I was in the fifth grade the first time I remember being asked, “What do you want to do with your life?” It was my band director who was asking, and I presented him with my real-life, 10-year-old quandary. I couldn’t decide between playing flute in the Chicago Symphony Orchestra, becoming a lawyer, or winning Wimbledon. I’m sure he was thinking, Well, I’ve heard you play flute, kid, so you can safely check that one off your list. A generally kind man and trained educator, he opted not to crush my dreams immediately.

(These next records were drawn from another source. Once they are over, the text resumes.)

//! Type definitions for the proxy module

use crate::search::SearchError;
use axum::extract::rejection::{BytesRejection, QueryRejection};
use axum::http::StatusCode;
use nutype::nutype;
use thiserror::Error;
use uuid::Uuid;

// ========== Credential Types ==========

/// Bearer token presented to the downstream API
#[nutype(
    sanitize(trim),
    validate(not_empty),
    derive(Clone, PartialEq, Eq, AsRef, TryFrom)
)]
pub struct BearerToken(String);

/// Session credential presented by a UI client
#[nutype(
    sanitize(trim),
    validate(not_empty),
    derive(Clone, Hash, PartialEq, Eq, AsRef, TryFrom)
)]
pub struct SessionToken(String);

// ========== Path and URL Types ==========

/// Path that bypasses session authentication
#[nutype(
    validate(predicate = |s: &str| s.starts_with('/')),
    derive(Clone, Debug, Display, Hash, PartialEq, Eq, AsRef, TryFrom)
)]
pub struct BypassPath(String);

/// Absolute base URL of a downstream service
#[nutype(
    sanitize(trim),
    validate(predicate = |s: &str| s.starts_with("http://") || s.starts_with("https://")),
    derive(Clone, Debug, Display, PartialEq, Eq, AsRef, TryFrom, Serialize, Deserialize)
)]
pub struct BaseUrl(String);

impl BaseUrl {
    /// Join a downstream path onto this base
    pub fn join(&self, path: &str) -> String {
        format!(
            "{}/{}",
            self.as_ref().trim_end_matches('/'),
            path.trim_start_matches('/')
        )
    }
}

/// Request ID for correlating log lines of one inbound call
#[derive(Clone, Copy, Debug, PartialEq, Eq)]
pub struct RequestId(Uuid);

impl RequestId {
    pub fn new() -> Self {
        Self(Uuid::now_v7())
    }

    /// Accept a client supplied ID when it is a well formed UUID
    pub fn parse(value: &str) -> Option<Self> {
        Uuid::parse_str(value).ok().map(Self)
    }
}

impl Default for RequestId {
    fn default() -> Self {
        Self::new()
    }
}

impl std::fmt::Display for RequestId {
    fn fmt(&self, f: &mut std::fmt::Formatter<'_>) -> std::fmt::Result {
        write!(f, "{}", self.0)
    }
}

/// Errors that can occur while handling a forwarded request
#[derive(Error, Debug)]
pub enum ProxyError {
    #[error("Unauthorized")]
    Unauthorized,

    #[error("Access token unavailable: {0}")]
    TokenUnavailable(String),

    #[error("{0}")]
    BadRequest(String),

    #[error("{0}")]
    PayloadTooLarge(String),

    #[error("Downstream responded with {status}: {body}")]
    Upstream { status: StatusCode, body: String },

    #[error("HTTP client error: {0}")]
    Client(#[from] reqwest::Error),

    #[error("Serialization error: {0}")]
    Serialization(#[from] serde_json::Error),

    #[error("Internal error: {0}")]
    Internal(String),
}

impl From<SearchError> for ProxyError {
    fn from(err: SearchError) -> Self {
        ProxyError::BadRequest(err.to_string())
    }
}

impl From<QueryRejection> for ProxyError {
    fn from(rejection: QueryRejection) -> Self {
        ProxyError::BadRequest(rejection.body_text())
    }
}

impl From<BytesRejection> for ProxyError {
    fn from(rejection: BytesRejection) -> Self {
        if rejection.status() == StatusCode::PAYLOAD_TOO_LARGE {
            ProxyError::PayloadTooLarge(rejection.body_text())
        } else {
            ProxyError::BadRequest(rejection.body_text())
        }
    }
}

/// Result type for proxy operations
pub type ProxyResult<T> = Result<T, ProxyError>;

#[cfg(test)]
mod tests {
    use super::*;

    #[test]
    fn base_url_join_handles_slashes() {
        let base = BaseUrl::try_new("https://api.decke.test/".to_string()).unwrap();
        assert_eq!(
            base.join("/v1/businesses"),
            "https://api.decke.test/v1/businesses"
        );
        assert_eq!(base.join("v1"), "https://api.decke.test/v1");
    }

    #[test]
    fn base_url_requires_scheme() {
        assert!(BaseUrl::try_new("api.decke.test".to_string()).is_err());
    }

    #[test]
    fn blank_tokens_are_rejected() {
        assert!(BearerToken::try_new("   ".to_string()).is_err());
        assert!(SessionToken::try_new(String::new()).is_err());
    }

    #[test]
    fn request_id_parses_uuids_only() {
        let id = RequestId::new();
        assert_eq!(RequestId::parse(&id.to_string()), Some(id));
        assert_eq!(RequestId::parse("not-a-uuid"), None);
    }

    #[test]
    fn search_errors_become_bad_requests() {
        let error = ProxyError::from(SearchError::InvalidPage);
        assert!(matches!(error, ProxyError::BadRequest(msg) if msg == "page must be at least 1"));
    }
}
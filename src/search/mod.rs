//! Field mapping and response normalization for company and people search
//!
//! Everything in this module is a pure transform: client filters and
//! pagination go in, a downstream payload comes out; a downstream response
//! goes in, the aliased client envelope comes out.

pub mod autocomplete;
pub mod filters;
pub mod normalize;
pub mod pagination;
pub mod payload;

use filters::{FilterVocabulary, COMPANY_FILTERS, PEOPLE_FILTERS};
use normalize::{BusinessRecord, PersonRecord, Record};
use pagination::PaginationStyle;
use serde_json::{Map, Value};
use thiserror::Error;

pub use autocomplete::{normalize_suggestions, AutocompleteParams, SuggestionEnvelope};
pub use filters::FilterSet;
pub use normalize::{normalize_search_response, SearchEnvelope};
pub use pagination::{PageNumber, PageSize, Pagination};
pub use payload::{build_search_payload, SearchPayload, SearchRequest};

/// The searchable entity types
#[derive(Debug, Clone, Copy, PartialEq, Eq)]
pub enum SearchKind {
    Companies,
    People,
}

impl SearchKind {
    pub fn vocabulary(self) -> &'static FilterVocabulary {
        match self {
            Self::Companies => &COMPANY_FILTERS,
            Self::People => &PEOPLE_FILTERS,
        }
    }

    pub fn pagination_style(self) -> PaginationStyle {
        match self {
            Self::Companies => PaginationStyle::Page,
            Self::People => PaginationStyle::Offset,
        }
    }

    /// Envelope key holding the records alongside `results` and `data`
    pub fn envelope_key(self) -> &'static str {
        match self {
            Self::Companies => "businesses",
            Self::People => "people",
        }
    }

    pub fn normalize_record(self, record: &Map<String, Value>) -> Record {
        match self {
            Self::Companies => Record::Business(BusinessRecord::from_upstream(record)),
            Self::People => Record::Person(PersonRecord::from_upstream(record)),
        }
    }
}

/// Client request problems detected before anything is forwarded
#[derive(Debug, Clone, PartialEq, Eq, Error)]
pub enum SearchError {
    #[error("Invalid request body: {0}")]
    MalformedBody(String),

    #[error("page must be at least 1")]
    InvalidPage,

    #[error("pageSize must be at least 1")]
    InvalidPageSize,

    #[error("Missing required parameter: {0}")]
    MissingParameter(&'static str),

    #[error("Unsupported autocomplete field: {0}")]
    UnsupportedField(String),
}
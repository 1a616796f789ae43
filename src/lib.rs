//! Decke BFF - backend-for-frontend for company and people search
//!
//! The service authenticates UI sessions, translates the UI's filter
//! vocabulary into the downstream search API's field names, forwards the
//! request with a bearer token and reshapes the answer into the aliased
//! envelope the UI consumers read.

pub mod application;
pub mod config;
pub mod error;
pub mod infrastructure;
pub mod proxy;
pub mod search;

pub use application::Application;
pub use error::{Error, Result};
//! HTTP header constants and well-known paths
//!
//! Header names, content types and route paths used throughout the
//! service live here so handlers, middleware and tests agree on them.

use ::http::header;

/// Header name for request ID used for tracing and correlation
pub const X_REQUEST_ID: &str = "x-request-id";

/// Authorization header prefix for bearer tokens
pub const BEARER_PREFIX: &str = "Bearer ";

/// Standard header re-exports for convenience
pub use header::{AUTHORIZATION, CACHE_CONTROL, CONNECTION, CONTENT_TYPE};

/// Inbound route paths
pub mod paths {
    /// Health check endpoint path
    pub const HEALTH: &str = "/health";

    pub const COMPANY_SEARCH: &str = "/api/companies/search";
    pub const COMPANY_AUTOCOMPLETE: &str = "/api/companies/autocomplete";
    pub const PEOPLE_SEARCH: &str = "/api/people/search";
}

pub mod content_types {
    pub const APPLICATION_JSON: &str = "application/json";
    pub const TEXT_EVENT_STREAM: &str = "text/event-stream";
}

/// Header values sent with a forwarded event stream
pub mod event_stream {
    pub const CACHE_CONTROL_NO_CACHE: &str = "no-cache";
    pub const CONNECTION_KEEP_ALIVE: &str = "keep-alive";
}

/// True when a content type announces a server-sent-events body
pub fn is_event_stream(content_type: Option<&str>) -> bool {
    content_type
        .map(|value| {
            value
                .trim_start()
                .to_ascii_lowercase()
                .starts_with(content_types::TEXT_EVENT_STREAM)
        })
        .unwrap_or(false)
}
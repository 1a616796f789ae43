use crate::config::{Settings, TokenMode, TokenSettings};
use crate::error::{Error, Result};
use crate::infrastructure::log_messages::{application, configuration};
use crate::proxy::types::{BaseUrl, BearerToken};
use crate::proxy::{
    AccessTokenSource, AuthConfig, BffMiddlewareStack, BffService, ClientCredentials,
    ClientCredentialsTokenSource, DownstreamEndpoints, Forwarder, StaticTokenSource,
};
use axum::Router;
use std::sync::Arc;
use tokio::net::TcpListener;
use tracing::{info, instrument};

/// Main application struct that coordinates all components
pub struct Application {
    settings: Settings,
    router: Router,
}

impl Application {
    pub fn from_settings(settings: Settings) -> Result<Self> {
        let client = reqwest::Client::builder().build()?;

        let base_url = BaseUrl::try_new(settings.downstream.base_url.clone())
            .map_err(|_| Error::invalid_config("downstream.base_url"))?;
        let tokens = token_source(&settings.token, client.clone())?;
        let forwarder = Forwarder::new(client, base_url, tokens);

        let endpoints = DownstreamEndpoints {
            company_search: settings.downstream.company_search_path.clone(),
            people_search: settings.downstream.people_search_path.clone(),
            company_autocomplete: settings.downstream.company_autocomplete_path.clone(),
        };

        let middleware = BffMiddlewareStack::new(AuthConfig::with_sessions(
            settings.auth.session_tokens.iter().cloned(),
        ))
        .with_max_body_bytes(settings.application.max_body_bytes);

        let router = BffService::new(forwarder, endpoints).into_router(middleware);

        info!(
            downstream = %settings.downstream.base_url,
            token_mode = ?settings.token.mode,
            sessions = settings.auth.session_tokens.len(),
            "{}",
            configuration::CONFIG_LOADED
        );

        Ok(Self { settings, router })
    }

    #[instrument(skip(self))]
    pub async fn run(self) -> Result<()> {
        let listener = TcpListener::bind(self.settings.bind_address()).await?;
        info!(address = %listener.local_addr()?, "{}", application::LISTENING);

        axum::serve(listener, self.router)
            .with_graceful_shutdown(shutdown_signal())
            .await?;

        info!("{}", application::STOPPED);
        Ok(())
    }

    pub fn settings(&self) -> &Settings {
        &self.settings
    }

    /// The fully layered router, for serving elsewhere or testing
    pub fn router(&self) -> Router {
        self.router.clone()
    }
}

/// Build the configured bearer token source
pub fn token_source(
    settings: &TokenSettings,
    client: reqwest::Client,
) -> Result<Arc<dyn AccessTokenSource>> {
    match settings.mode {
        TokenMode::Static => {
            let token = settings
                .static_token
                .clone()
                .and_then(|token| BearerToken::try_new(token).ok())
                .ok_or_else(|| Error::invalid_config("token.static_token"))?;
            Ok(Arc::new(StaticTokenSource::new(token)))
        }
        TokenMode::ClientCredentials => {
            let required = |value: &Option<String>, field: &str| {
                value
                    .clone()
                    .filter(|value| !value.trim().is_empty())
                    .ok_or_else(|| Error::invalid_config(field))
            };
            let token_url = required(&settings.token_url, "token.token_url")?;
            let credentials = ClientCredentials {
                client_id: required(&settings.client_id, "token.client_id")?,
                client_secret: required(&settings.client_secret, "token.client_secret")?,
                audience: settings.audience.clone(),
            };
            Ok(Arc::new(ClientCredentialsTokenSource::new(
                client,
                token_url,
                credentials,
            )))
        }
    }
}

async fn shutdown_signal() {
    if tokio::signal::ctrl_c().await.is_ok() {
        info!("{}", application::SHUTTING_DOWN);
    }
}

#[cfg(test)]
mod tests {
    use super::*;

    fn token_settings(mode: TokenMode) -> TokenSettings {
        TokenSettings {
            mode,
            static_token: None,
            token_url: None,
            client_id: None,
            client_secret: None,
            audience: None,
        }
    }

    #[test]
    fn static_mode_requires_token() {
        let result = token_source(&token_settings(TokenMode::Static), reqwest::Client::new());
        assert!(matches!(
            result,
            Err(Error::InvalidConfig { field }) if field == "token.static_token"
        ));
    }

    #[test]
    fn client_credentials_mode_requires_url_and_secrets() {
        let mut settings = token_settings(TokenMode::ClientCredentials);
        settings.token_url = Some("https://auth.decke.test/oauth/token".to_string());
        settings.client_id = Some("bff".to_string());

        let result = token_source(&settings, reqwest::Client::new());
        assert!(
            matches!(result, Err(Error::InvalidConfig { field }) if field == "token.client_secret")
        );

        settings.client_secret = Some("secret".to_string());
        assert!(token_source(&settings, reqwest::Client::new()).is_ok());
    }

    #[test]
    fn application_builds_from_settings() {
        let mut settings = Settings::new().unwrap();
        settings.token.mode = TokenMode::Static;
        settings.token.static_token = Some("downstream-token".to_string());

        let app = Application::from_settings(settings).unwrap();
        assert_eq!(
            app.settings().token.static_token.as_deref(),
            Some("downstream-token")
        );
        let _router = app.router();
    }

    #[test]
    fn invalid_base_url_is_rejected() {
        let mut settings = Settings::new().unwrap();
        settings.token.static_token = Some("downstream-token".to_string());
        settings.downstream.base_url = "localhost:9000".to_string();

        let result = Application::from_settings(settings);
        assert!(matches!(
            result,
            Err(Error::InvalidConfig { field }) if field == "downstream.base_url"
        ));
    }
}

The reality check Mr. Byman graciously spared me, life provided in short order — with all its good and bad curve balls. Being an academic kid with a penchant for a good argument, lawyer hung in there longest. So it was a little ironic when not long ago I found myself doing some volunteer office work for a nonprofit that offers legal services for refugees. And by “office work,” I mean pulling staples from scads of documents. This nonprofit was paying a separate company to digitize their archive of files, the cost of which would double if staple removal were included. That is I how I came to find myself, along with a smattering of other volunteers, in a nondescript office for several mornings, beside towering piles of manila folders, staple-remover in hand. Each file represented a life that needed saving — to one degree or another — and for each case a lawyer had fought for that person, offered counsel, tried to secure a safe place in this world. And me? I was plucking staples. I became keenly aware that despite a generally good life, it is possible to wake up on any number of mornings in your forties and feel markedly less than.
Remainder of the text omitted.